Dataset entries
= Beginning of Section =

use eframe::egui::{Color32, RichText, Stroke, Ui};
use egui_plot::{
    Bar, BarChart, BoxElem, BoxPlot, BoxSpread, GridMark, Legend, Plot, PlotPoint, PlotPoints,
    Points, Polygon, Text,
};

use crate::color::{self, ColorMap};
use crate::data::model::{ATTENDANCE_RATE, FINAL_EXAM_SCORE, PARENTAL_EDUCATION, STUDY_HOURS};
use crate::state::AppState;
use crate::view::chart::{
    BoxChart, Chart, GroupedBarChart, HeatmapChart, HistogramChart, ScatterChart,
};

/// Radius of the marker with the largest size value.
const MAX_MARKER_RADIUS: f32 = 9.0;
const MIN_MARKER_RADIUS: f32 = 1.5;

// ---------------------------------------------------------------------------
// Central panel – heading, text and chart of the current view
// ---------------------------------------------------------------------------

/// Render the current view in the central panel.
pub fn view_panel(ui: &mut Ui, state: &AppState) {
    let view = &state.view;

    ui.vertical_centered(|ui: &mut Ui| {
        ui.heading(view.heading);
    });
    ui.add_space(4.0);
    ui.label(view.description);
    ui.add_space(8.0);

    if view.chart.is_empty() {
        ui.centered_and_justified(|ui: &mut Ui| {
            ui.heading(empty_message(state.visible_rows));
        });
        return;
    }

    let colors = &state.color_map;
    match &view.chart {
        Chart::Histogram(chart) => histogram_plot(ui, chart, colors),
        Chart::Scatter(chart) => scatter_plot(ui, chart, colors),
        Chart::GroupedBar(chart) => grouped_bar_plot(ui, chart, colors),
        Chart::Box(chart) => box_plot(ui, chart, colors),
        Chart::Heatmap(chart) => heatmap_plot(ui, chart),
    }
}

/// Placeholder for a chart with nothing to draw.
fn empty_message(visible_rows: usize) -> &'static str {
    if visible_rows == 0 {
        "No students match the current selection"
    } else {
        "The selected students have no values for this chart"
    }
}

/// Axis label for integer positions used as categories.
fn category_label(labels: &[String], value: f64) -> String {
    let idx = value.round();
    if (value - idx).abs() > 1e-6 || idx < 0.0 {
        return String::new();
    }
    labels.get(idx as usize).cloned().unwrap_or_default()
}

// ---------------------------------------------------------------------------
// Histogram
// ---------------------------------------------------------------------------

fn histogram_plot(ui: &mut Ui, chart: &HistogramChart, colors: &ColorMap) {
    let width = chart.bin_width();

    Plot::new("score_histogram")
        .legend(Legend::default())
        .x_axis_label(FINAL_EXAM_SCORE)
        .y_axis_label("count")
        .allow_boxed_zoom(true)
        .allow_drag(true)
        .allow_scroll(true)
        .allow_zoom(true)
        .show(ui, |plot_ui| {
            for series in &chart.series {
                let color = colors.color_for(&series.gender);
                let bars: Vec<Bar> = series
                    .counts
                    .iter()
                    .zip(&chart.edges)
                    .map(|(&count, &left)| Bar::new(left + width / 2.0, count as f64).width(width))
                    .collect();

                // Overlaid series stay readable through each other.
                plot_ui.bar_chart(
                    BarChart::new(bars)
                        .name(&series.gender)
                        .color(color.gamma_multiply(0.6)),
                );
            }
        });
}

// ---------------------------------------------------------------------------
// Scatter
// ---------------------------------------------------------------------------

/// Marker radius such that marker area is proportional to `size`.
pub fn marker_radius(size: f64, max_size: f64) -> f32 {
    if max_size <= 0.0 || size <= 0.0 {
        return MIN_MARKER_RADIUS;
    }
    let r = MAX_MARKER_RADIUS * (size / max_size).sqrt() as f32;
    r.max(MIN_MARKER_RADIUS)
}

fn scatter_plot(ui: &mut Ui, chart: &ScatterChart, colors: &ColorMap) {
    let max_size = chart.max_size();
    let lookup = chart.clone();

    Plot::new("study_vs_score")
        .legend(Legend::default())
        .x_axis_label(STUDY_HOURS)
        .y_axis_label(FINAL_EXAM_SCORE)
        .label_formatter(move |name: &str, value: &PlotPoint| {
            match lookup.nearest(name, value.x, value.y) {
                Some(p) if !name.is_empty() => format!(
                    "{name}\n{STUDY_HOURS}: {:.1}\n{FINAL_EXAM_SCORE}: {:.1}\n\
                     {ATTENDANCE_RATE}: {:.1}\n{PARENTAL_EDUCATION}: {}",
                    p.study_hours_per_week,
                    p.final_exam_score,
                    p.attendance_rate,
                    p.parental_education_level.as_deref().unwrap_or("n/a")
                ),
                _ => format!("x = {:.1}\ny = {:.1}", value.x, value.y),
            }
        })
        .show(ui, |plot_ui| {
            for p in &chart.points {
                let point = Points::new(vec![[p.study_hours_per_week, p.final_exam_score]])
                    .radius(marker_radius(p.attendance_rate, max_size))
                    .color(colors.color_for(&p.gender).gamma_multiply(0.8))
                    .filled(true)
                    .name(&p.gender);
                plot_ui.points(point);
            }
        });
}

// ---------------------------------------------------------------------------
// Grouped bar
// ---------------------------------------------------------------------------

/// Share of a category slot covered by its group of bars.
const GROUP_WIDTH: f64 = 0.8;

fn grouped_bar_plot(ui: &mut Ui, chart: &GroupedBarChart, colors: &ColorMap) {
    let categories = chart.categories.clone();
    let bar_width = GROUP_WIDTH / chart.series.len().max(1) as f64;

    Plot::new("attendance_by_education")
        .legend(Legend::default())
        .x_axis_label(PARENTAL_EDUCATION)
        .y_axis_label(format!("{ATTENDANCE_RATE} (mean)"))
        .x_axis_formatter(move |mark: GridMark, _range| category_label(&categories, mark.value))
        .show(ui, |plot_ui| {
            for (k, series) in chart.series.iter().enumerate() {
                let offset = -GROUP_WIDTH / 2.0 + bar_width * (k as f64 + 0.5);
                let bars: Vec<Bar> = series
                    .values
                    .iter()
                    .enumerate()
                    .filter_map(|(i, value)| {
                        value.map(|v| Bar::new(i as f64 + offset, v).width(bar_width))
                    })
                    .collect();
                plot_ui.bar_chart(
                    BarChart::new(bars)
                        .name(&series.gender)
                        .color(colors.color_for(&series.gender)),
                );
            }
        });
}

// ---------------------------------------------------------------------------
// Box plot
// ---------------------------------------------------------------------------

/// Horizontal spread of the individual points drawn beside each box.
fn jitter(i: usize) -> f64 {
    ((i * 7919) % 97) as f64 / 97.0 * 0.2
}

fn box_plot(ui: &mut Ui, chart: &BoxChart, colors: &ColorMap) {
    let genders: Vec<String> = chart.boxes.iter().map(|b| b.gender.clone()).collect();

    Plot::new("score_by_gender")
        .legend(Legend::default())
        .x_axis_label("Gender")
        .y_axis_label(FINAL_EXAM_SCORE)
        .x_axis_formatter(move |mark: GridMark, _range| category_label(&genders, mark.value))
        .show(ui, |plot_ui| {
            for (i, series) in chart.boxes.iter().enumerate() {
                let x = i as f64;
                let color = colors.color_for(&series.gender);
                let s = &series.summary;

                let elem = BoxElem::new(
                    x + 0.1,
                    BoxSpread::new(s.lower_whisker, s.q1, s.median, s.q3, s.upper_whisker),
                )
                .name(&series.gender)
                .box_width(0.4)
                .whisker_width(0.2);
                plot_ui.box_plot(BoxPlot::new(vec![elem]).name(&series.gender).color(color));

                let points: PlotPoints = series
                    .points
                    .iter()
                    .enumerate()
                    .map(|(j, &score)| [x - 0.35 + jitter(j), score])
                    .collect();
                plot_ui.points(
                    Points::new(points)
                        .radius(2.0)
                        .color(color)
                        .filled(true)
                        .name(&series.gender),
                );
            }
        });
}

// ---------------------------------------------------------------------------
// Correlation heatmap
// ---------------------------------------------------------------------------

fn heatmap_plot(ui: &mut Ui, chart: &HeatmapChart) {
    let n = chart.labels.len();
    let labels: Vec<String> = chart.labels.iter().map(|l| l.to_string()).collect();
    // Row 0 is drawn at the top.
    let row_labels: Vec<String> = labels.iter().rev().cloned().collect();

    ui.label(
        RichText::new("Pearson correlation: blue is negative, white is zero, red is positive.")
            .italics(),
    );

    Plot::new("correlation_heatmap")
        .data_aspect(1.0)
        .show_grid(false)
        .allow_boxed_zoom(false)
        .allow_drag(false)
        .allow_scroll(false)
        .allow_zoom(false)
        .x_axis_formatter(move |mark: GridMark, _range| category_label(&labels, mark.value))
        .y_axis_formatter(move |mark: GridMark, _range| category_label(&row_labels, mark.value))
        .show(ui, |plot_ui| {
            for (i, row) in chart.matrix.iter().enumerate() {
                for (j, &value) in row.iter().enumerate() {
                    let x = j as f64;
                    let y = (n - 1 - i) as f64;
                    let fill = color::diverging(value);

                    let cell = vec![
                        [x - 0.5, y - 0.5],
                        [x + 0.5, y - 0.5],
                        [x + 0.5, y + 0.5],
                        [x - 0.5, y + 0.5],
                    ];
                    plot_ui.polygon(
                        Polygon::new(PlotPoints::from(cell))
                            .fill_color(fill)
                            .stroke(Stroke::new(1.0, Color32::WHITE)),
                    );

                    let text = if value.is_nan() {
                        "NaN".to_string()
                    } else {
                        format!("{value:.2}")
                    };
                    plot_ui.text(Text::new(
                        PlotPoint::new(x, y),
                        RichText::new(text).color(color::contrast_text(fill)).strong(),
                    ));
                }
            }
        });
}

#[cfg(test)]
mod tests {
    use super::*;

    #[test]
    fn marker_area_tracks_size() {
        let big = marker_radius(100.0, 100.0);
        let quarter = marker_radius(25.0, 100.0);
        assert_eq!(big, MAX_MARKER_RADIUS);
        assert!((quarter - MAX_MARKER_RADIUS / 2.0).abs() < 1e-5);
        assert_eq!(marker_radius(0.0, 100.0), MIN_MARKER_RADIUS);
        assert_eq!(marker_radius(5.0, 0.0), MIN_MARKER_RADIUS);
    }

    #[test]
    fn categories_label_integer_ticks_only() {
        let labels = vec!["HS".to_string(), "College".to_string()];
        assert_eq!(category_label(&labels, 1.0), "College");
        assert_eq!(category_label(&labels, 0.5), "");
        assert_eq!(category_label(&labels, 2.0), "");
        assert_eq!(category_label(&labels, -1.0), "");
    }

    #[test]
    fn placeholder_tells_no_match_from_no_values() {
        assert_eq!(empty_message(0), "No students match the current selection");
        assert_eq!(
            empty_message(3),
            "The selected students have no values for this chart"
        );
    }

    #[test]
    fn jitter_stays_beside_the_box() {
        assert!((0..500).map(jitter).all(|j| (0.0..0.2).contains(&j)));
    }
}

= End of Section =
= Beginning of Section =

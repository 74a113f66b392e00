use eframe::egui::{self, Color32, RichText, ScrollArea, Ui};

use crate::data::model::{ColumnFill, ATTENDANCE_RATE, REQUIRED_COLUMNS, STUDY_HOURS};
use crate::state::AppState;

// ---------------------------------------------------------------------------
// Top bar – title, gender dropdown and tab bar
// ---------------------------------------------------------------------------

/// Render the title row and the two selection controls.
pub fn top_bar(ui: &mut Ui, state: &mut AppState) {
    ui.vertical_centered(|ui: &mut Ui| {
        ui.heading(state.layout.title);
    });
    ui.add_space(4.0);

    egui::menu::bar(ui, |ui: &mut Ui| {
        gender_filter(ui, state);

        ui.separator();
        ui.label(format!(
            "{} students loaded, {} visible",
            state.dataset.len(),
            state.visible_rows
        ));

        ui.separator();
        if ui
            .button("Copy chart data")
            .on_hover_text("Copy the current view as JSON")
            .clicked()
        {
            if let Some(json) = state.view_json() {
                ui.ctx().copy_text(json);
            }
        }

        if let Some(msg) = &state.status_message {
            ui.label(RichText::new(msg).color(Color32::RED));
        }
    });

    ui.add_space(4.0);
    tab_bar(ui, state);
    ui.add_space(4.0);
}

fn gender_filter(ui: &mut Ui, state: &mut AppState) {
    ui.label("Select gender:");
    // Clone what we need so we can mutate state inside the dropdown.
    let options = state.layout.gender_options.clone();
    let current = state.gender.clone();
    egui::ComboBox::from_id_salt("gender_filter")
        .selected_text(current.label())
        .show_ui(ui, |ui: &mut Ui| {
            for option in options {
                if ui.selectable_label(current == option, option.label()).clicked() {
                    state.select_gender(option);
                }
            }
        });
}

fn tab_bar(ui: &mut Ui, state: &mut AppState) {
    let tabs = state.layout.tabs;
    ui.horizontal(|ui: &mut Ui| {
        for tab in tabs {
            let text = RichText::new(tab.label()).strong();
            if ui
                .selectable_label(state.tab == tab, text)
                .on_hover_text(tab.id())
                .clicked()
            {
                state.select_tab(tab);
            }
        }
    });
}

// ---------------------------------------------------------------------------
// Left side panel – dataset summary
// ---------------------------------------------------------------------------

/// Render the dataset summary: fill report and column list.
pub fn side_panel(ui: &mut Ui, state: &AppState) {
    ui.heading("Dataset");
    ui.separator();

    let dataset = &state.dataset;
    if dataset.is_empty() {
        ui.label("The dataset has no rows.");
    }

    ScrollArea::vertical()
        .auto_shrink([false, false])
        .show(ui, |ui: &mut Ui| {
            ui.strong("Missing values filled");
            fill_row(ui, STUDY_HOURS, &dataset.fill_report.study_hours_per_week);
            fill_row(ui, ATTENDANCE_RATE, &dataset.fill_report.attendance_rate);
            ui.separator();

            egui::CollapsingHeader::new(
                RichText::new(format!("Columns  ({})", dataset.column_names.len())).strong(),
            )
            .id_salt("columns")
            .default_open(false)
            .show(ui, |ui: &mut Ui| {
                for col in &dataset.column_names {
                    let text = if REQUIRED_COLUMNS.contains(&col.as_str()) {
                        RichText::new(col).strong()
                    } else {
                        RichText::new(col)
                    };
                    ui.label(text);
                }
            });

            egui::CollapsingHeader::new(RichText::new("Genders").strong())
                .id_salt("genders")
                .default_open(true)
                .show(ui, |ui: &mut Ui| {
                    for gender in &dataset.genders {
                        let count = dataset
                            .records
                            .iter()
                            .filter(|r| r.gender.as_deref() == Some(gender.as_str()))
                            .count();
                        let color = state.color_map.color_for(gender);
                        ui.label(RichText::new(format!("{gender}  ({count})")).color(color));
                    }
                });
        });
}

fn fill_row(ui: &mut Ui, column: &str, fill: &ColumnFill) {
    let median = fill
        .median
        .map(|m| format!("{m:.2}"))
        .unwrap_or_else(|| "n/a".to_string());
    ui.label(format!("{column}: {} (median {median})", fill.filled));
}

= End of Section =

What you have to do
In the data, count the lines that include the string "model", then give that number and nothing more.

Answer for this exercise
2